Material for this exercise START

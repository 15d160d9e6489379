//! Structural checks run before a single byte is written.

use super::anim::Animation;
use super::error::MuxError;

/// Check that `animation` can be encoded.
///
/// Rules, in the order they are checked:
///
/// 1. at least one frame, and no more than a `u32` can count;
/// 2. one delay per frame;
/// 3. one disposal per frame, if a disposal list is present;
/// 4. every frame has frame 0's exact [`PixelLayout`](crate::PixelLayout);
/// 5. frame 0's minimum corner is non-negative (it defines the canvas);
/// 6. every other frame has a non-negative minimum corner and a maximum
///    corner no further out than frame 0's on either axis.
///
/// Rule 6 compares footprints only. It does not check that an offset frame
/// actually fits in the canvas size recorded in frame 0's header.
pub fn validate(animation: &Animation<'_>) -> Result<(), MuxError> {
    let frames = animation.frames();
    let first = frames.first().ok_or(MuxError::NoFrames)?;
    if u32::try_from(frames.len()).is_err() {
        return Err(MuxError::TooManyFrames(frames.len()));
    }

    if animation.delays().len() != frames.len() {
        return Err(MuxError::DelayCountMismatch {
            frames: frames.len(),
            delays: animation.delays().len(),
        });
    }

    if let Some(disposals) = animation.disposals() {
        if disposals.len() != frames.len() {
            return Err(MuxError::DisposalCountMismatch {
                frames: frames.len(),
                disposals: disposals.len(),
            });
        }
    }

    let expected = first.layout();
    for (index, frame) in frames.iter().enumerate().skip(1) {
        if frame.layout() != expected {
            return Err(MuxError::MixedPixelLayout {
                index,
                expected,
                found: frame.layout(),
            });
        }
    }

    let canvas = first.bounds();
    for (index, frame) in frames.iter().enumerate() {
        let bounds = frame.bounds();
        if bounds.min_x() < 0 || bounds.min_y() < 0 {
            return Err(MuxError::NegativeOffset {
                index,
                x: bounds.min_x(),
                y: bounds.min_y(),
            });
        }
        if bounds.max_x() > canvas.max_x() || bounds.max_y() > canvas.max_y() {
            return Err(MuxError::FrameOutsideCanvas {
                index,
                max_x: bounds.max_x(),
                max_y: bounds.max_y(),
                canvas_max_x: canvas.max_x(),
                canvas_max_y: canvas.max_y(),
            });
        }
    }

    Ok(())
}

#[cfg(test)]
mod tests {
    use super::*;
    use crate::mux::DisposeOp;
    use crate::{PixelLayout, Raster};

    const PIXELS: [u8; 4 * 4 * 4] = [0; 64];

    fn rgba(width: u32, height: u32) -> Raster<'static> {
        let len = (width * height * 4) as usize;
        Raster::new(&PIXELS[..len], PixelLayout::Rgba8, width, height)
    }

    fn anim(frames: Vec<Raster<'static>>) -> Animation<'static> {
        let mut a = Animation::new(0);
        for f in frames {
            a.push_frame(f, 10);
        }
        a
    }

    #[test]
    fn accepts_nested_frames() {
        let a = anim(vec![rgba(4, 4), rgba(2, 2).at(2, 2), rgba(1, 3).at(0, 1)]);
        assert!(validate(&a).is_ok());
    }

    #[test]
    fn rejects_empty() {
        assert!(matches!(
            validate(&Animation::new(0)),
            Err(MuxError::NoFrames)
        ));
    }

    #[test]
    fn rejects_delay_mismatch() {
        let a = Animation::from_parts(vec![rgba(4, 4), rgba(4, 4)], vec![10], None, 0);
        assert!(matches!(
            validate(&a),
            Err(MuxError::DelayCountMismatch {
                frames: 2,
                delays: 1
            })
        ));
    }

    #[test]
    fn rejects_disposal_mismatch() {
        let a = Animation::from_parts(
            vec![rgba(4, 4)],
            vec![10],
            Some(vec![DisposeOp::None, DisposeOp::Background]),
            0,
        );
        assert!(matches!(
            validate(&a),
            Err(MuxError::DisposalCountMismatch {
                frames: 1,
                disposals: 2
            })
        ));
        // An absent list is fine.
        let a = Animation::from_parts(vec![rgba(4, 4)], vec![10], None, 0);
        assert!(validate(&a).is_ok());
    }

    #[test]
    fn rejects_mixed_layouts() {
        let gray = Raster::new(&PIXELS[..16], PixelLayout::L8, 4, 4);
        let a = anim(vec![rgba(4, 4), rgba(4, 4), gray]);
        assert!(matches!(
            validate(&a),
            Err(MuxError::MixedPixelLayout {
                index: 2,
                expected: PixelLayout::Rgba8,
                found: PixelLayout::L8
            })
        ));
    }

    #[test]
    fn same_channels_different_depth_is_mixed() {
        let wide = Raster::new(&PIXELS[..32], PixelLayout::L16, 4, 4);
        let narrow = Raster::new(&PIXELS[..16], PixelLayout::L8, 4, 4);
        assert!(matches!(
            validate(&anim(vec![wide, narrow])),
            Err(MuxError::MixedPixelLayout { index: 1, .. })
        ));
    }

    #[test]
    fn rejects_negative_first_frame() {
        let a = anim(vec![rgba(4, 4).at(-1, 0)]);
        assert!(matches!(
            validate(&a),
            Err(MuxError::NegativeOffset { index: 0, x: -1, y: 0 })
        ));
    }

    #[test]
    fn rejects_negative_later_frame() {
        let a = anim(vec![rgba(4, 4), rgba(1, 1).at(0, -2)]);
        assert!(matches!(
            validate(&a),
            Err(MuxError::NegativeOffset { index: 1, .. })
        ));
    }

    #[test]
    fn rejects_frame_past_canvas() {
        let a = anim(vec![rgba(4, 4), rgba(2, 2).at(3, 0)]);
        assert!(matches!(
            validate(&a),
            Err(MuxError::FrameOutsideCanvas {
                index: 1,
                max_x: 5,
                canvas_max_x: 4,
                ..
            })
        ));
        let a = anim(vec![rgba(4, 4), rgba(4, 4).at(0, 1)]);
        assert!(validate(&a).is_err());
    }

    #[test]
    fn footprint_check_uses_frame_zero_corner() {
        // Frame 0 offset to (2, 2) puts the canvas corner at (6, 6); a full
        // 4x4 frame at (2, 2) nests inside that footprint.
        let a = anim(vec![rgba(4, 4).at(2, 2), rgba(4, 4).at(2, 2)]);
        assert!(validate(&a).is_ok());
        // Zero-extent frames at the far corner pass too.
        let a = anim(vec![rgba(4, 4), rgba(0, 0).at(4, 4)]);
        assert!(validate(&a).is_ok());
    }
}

Material for this exercise END

State how many lines of the listing include "found", and write nothing else.

2